━━ Exercise materials
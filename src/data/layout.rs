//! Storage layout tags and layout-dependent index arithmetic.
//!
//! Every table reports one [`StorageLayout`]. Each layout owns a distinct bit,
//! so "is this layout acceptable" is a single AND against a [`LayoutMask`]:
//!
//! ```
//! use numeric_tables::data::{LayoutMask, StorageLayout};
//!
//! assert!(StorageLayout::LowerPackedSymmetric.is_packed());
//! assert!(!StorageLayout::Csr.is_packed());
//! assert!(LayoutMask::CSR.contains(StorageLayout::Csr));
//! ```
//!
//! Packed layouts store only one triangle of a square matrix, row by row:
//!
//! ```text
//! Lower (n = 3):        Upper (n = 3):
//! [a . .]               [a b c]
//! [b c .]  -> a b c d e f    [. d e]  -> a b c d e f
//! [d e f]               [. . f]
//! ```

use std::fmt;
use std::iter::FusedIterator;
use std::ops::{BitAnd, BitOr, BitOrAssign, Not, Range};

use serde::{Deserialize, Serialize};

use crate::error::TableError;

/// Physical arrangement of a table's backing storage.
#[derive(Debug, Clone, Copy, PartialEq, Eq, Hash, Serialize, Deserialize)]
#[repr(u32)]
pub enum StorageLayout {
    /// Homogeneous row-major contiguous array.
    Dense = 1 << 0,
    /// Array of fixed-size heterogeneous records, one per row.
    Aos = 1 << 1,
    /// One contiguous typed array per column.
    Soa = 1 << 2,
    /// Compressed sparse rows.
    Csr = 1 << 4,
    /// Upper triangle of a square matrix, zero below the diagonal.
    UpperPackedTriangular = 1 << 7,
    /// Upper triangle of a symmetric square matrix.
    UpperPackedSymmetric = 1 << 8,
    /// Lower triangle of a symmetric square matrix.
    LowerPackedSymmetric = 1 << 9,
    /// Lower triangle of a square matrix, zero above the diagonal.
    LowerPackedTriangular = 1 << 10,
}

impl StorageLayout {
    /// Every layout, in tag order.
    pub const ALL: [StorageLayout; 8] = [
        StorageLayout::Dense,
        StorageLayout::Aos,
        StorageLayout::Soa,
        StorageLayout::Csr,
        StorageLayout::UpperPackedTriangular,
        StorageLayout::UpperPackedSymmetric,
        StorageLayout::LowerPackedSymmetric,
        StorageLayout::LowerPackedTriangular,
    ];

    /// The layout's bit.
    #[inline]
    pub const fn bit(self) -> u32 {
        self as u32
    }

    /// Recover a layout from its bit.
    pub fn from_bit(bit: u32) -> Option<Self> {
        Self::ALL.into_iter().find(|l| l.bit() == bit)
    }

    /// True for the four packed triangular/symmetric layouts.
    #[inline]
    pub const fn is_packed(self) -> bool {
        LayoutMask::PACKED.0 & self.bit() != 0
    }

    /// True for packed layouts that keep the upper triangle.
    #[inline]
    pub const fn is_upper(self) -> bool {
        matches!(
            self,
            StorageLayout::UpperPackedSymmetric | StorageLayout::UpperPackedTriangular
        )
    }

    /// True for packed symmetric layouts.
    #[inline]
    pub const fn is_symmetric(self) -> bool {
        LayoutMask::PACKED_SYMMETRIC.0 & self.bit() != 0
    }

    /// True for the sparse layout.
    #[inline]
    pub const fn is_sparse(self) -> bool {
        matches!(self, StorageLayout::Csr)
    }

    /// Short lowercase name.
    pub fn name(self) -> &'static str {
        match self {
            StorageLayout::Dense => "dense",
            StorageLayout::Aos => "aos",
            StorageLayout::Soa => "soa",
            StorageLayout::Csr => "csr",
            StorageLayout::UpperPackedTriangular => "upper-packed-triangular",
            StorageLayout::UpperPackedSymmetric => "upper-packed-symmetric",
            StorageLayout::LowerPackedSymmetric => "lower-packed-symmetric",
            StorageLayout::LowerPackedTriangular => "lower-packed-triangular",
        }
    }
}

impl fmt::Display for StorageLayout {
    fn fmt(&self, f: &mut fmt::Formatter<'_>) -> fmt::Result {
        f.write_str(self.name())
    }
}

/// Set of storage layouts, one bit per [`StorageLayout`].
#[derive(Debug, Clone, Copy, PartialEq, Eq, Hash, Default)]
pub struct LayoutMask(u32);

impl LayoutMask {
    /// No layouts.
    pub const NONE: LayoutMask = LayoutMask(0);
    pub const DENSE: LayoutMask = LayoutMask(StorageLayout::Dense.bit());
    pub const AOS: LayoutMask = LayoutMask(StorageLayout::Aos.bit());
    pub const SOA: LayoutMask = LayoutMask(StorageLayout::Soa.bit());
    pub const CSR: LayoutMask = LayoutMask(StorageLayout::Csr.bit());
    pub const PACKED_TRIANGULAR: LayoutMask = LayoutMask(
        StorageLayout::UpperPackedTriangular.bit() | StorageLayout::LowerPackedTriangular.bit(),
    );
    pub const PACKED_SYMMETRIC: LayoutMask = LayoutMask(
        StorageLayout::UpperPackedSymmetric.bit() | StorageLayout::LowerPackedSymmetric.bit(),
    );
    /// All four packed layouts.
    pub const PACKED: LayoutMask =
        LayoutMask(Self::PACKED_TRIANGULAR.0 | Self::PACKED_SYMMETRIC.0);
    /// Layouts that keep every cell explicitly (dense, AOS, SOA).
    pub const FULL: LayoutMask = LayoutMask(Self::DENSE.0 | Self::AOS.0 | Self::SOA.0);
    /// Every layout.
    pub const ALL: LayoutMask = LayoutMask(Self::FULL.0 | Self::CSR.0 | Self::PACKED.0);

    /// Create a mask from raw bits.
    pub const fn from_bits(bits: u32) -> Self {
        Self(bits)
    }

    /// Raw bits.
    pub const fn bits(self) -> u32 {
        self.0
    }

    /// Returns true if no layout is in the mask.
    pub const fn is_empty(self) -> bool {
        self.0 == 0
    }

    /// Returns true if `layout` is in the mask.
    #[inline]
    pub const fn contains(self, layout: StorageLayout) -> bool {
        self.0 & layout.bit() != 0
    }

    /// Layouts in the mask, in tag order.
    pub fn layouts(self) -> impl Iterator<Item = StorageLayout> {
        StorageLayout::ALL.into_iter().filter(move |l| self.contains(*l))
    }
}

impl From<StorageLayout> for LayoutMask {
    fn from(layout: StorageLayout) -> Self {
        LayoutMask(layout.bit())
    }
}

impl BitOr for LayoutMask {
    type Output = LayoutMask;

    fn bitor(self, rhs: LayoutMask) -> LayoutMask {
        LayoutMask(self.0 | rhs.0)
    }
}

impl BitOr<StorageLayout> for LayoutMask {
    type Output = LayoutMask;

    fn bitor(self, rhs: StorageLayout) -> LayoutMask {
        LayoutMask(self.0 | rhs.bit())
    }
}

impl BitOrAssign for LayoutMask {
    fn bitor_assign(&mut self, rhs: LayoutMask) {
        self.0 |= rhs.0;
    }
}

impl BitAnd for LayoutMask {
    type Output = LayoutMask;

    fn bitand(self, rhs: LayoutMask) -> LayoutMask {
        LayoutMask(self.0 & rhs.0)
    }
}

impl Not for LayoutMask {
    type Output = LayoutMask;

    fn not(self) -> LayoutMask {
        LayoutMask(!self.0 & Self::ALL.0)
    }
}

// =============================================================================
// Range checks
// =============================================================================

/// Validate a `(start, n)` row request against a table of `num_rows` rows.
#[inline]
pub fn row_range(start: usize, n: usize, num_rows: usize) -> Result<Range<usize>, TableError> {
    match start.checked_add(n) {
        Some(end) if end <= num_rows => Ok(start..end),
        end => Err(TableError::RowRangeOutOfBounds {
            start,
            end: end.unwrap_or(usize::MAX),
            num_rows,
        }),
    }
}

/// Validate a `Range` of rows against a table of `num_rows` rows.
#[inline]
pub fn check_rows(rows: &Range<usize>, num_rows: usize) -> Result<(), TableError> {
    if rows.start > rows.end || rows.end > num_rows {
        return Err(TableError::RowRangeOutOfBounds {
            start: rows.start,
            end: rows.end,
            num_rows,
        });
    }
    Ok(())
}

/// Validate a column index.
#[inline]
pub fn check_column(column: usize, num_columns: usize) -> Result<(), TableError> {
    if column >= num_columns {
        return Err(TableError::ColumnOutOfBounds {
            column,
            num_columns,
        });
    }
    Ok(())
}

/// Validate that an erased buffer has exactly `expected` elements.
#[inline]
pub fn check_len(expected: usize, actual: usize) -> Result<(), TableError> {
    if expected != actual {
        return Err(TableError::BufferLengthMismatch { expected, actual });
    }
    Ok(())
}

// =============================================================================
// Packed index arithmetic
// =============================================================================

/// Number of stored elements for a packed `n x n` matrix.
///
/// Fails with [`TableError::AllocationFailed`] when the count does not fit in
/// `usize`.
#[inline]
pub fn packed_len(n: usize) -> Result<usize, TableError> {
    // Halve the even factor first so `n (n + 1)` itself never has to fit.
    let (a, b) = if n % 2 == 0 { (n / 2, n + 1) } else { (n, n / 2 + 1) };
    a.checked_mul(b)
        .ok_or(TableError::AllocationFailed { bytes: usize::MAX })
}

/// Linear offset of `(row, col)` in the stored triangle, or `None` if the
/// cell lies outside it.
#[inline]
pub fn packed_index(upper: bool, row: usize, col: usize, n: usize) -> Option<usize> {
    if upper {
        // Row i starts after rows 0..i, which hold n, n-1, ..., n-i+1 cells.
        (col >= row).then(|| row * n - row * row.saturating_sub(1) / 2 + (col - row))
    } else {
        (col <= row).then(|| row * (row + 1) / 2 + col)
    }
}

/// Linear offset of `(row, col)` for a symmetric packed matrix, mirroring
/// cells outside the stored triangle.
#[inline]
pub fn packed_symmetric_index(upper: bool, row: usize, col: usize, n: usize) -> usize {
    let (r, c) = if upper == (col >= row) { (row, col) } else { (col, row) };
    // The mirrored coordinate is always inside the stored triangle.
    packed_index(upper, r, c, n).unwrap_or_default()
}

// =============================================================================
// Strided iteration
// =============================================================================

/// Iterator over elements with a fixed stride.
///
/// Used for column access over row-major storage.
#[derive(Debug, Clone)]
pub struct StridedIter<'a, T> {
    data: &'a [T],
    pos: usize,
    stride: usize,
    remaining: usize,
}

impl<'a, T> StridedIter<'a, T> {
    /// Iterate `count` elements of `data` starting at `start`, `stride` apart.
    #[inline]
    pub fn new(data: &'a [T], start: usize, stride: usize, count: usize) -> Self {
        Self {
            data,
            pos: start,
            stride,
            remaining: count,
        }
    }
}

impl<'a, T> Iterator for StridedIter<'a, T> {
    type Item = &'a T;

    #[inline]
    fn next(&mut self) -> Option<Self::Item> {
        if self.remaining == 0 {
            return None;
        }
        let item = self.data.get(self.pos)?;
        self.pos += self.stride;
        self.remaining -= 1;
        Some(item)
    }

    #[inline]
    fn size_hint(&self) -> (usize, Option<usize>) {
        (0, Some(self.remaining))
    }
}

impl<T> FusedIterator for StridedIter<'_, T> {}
━━━━
▶ [Exercise goal]:
From the entries above, extract every line where the word "Some" appears.

▶ [Response below]:
        Some(end) if end <= num_rows => Ok(start..end),
        Some(item)
        (0, Some(self.remaining))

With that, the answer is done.